# "text view" = "archive" ?



## tem (Oct 6, 2003)

why does the "text view" link at the very bottom right of the page take you to the archive instead of a text view of the current forum ?


----------



## Jeff Block (Aug 6, 2007)

That's a bug. It's on the list to be fixed. Thanks for the report!


----------



## dkaz (Aug 30, 2007)

@tem, what made you think it's showing an archive? I'm asking, because I think it's working as it always did.

It does have an "archive" in the URL (http://www.tivocommunity.com/tivo-vb/archive/index.php/), which could be misleading.

Also, chronological sort of threads throws me off a bit, as I'm used to seeing topics sorted by "last comment".


----------



## tem (Oct 6, 2003)

dkaz said:


> @tem, what made you think it's showing an archive?

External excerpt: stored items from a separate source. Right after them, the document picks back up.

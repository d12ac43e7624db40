use crate::error::{ProtocolError, Result};
use padlock_core::{
    AccessKey,
    constants::{
        AUTO_CLOSE_FLAG_OFFSET, FRAME_LENGTH, KEY_LENGTH, OPCODE_CONDITIONAL_UNLOCK,
        OPCODE_OFFSET, OPCODE_SET_AUTO_CLOSE, OPCODE_SET_KEY, OPCODE_UNLOCK, PAYLOAD_OFFSET,
        SET_KEY_MASK, START_MARKER,
    },
};
use std::fmt;

/// Operation selected by the last byte of a command frame.
#[derive(Debug, Clone, Copy, PartialEq, Eq, Hash)]
#[repr(u8)]
pub enum Opcode {
    Unlock = OPCODE_UNLOCK,
    SetKey = OPCODE_SET_KEY,
    SetAutoClose = OPCODE_SET_AUTO_CLOSE,
    ConditionalUnlock = OPCODE_CONDITIONAL_UNLOCK,
}

impl Opcode {
    /// Map a raw opcode byte, `None` for unknown values.
    pub fn from_byte(byte: u8) -> Option<Self> {
        match byte {
            OPCODE_UNLOCK => Some(Opcode::Unlock),
            OPCODE_SET_KEY => Some(Opcode::SetKey),
            OPCODE_SET_AUTO_CLOSE => Some(Opcode::SetAutoClose),
            OPCODE_CONDITIONAL_UNLOCK => Some(Opcode::ConditionalUnlock),
            _ => None,
        }
    }

    #[inline]
    pub fn as_byte(self) -> u8 {
        self as u8
    }
}

impl fmt::Display for Opcode {
    fn fmt(&self, f: &mut fmt::Formatter) -> fmt::Result {
        let name = match self {
            Opcode::Unlock => "Unlock",
            Opcode::SetKey => "SetKey",
            Opcode::SetAutoClose => "SetAutoClose",
            Opcode::ConditionalUnlock => "ConditionalUnlock",
        };
        write!(f, "{name} ({:#04x})", self.as_byte())
    }
}

/// Raw 8-byte command frame as written by a wireless peer.
///
/// # Wire Format
/// ```text
/// [0x55, p1, p2, p3, p4, p5, p6, opcode]
/// ```
///
/// A frame is only a container: it may hold any bytes. Whether it carries a
/// command is decided by [`CommandFrameDecoder`](crate::CommandFrameDecoder).
///
/// # Building Frames
/// ```
/// use padlock_core::AccessKey;
/// use padlock_protocol::{CommandFrame, Opcode};
///
/// let key = AccessKey::new([1, 2, 3, 4, 1, 2]);
/// let frame = CommandFrame::unlock(&key);
///
/// assert_eq!(frame.as_bytes()[0], 0x55);
/// assert_eq!(frame.opcode(), Some(Opcode::Unlock));
/// assert_eq!(&frame.payload(), key.as_bytes());
/// ```
#[derive(Clone, Copy, PartialEq, Eq)]
pub struct CommandFrame([u8; FRAME_LENGTH]);

impl CommandFrame {
    pub const fn from_bytes(bytes: [u8; FRAME_LENGTH]) -> Self {
        CommandFrame(bytes)
    }

    /// Accept a frame from a transport buffer.
    ///
    /// # Errors
    /// Returns `ProtocolError::InvalidLength` unless `bytes` is exactly 8 long.
    pub fn from_slice(bytes: &[u8]) -> Result<Self> {
        let bytes: [u8; FRAME_LENGTH] =
            bytes
                .try_into()
                .map_err(|_| ProtocolError::InvalidLength {
                    expected: FRAME_LENGTH,
                    actual: bytes.len(),
                })?;
        Ok(CommandFrame(bytes))
    }

    /// Accept a characteristic write.
    ///
    /// Only whole-frame writes at offset 0 are accepted.
    ///
    /// # Errors
    /// Returns `ProtocolError::InvalidOffset` for a non-zero offset and
    /// `ProtocolError::InvalidLength` for a write that is not 8 bytes.
    pub fn from_write(offset: usize, data: &[u8]) -> Result<Self> {
        if offset != 0 {
            return Err(ProtocolError::InvalidOffset { offset });
        }
        Self::from_slice(data)
    }

    /// Frame carrying `payload` with the given opcode.
    pub fn with_payload(opcode: Opcode, payload: &[u8; KEY_LENGTH]) -> Self {
        let mut bytes = [0u8; FRAME_LENGTH];
        bytes[0] = START_MARKER;
        bytes[PAYLOAD_OFFSET..OPCODE_OFFSET].copy_from_slice(payload);
        bytes[OPCODE_OFFSET] = opcode.as_byte();
        CommandFrame(bytes)
    }

    pub fn unlock(key: &AccessKey) -> Self {
        Self::with_payload(Opcode::Unlock, key.as_bytes())
    }

    /// SetKey frame; the key is masked before it goes on the wire.
    pub fn set_key(key: &AccessKey) -> Self {
        Self::with_payload(Opcode::SetKey, key.xor(&SET_KEY_MASK).as_bytes())
    }

    pub fn set_auto_close(enabled: bool) -> Self {
        let mut payload = [0u8; KEY_LENGTH];
        payload[AUTO_CLOSE_FLAG_OFFSET - PAYLOAD_OFFSET] = u8::from(enabled);
        Self::with_payload(Opcode::SetAutoClose, &payload)
    }

    pub fn conditional_unlock(key: &AccessKey) -> Self {
        Self::with_payload(Opcode::ConditionalUnlock, key.as_bytes())
    }

    pub fn as_bytes(&self) -> &[u8; FRAME_LENGTH] {
        &self.0
    }

    pub fn into_bytes(self) -> [u8; FRAME_LENGTH] {
        self.0
    }

    #[inline]
    pub fn has_start_marker(&self) -> bool {
        self.0[0] == START_MARKER
    }

    #[inline]
    pub fn opcode_byte(&self) -> u8 {
        self.0[OPCODE_OFFSET]
    }

    pub fn opcode(&self) -> Option<Opcode> {
        Opcode::from_byte(self.opcode_byte())
    }

    /// Bytes 1 to 6.
    pub fn payload(&self) -> [u8; KEY_LENGTH] {
        let mut payload = [0u8; KEY_LENGTH];
        payload.copy_from_slice(&self.0[PAYLOAD_OFFSET..OPCODE_OFFSET]);
        payload
    }

    /// Start marker present and opcode known.
    pub fn is_well_formed(&self) -> bool {
        self.has_start_marker() && self.opcode().is_some()
    }
}

impl From<[u8; FRAME_LENGTH]> for CommandFrame {
    fn from(bytes: [u8; FRAME_LENGTH]) -> Self {
        CommandFrame(bytes)
    }
}

// Payload bytes may be a key; only the framing is printed.
impl fmt::Debug for CommandFrame {
    fn fmt(&self, f: &mut fmt::Formatter) -> fmt::Result {
        f.debug_struct("CommandFrame")
            .field("start", &format_args!("{:#04x}", self.0[0]))
            .field("opcode", &format_args!("{:#04x}", self.opcode_byte()))
            .finish_non_exhaustive()
    }
}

I'm asking, because I think it's working as it always did.
> 
> It does have an "archive" in the URL (http://www.tivocommunity.com/tivo-vb/archive/index.php/), which could be misleading.
> 
> Also, chronological sort of threads throws me off a bit, as I'm used to seeing topics sorted by "last comment".


yeah ... you're right. it was the chronological sort that threw me. If I click on page 132, the most current messages are there


----------



## dkaz (Aug 30, 2007)

swapping the would make sense to me, although i'm not sure how many use/rely on the feature in its current format

were you reading those pages from a mobile device? from a text browser?


----------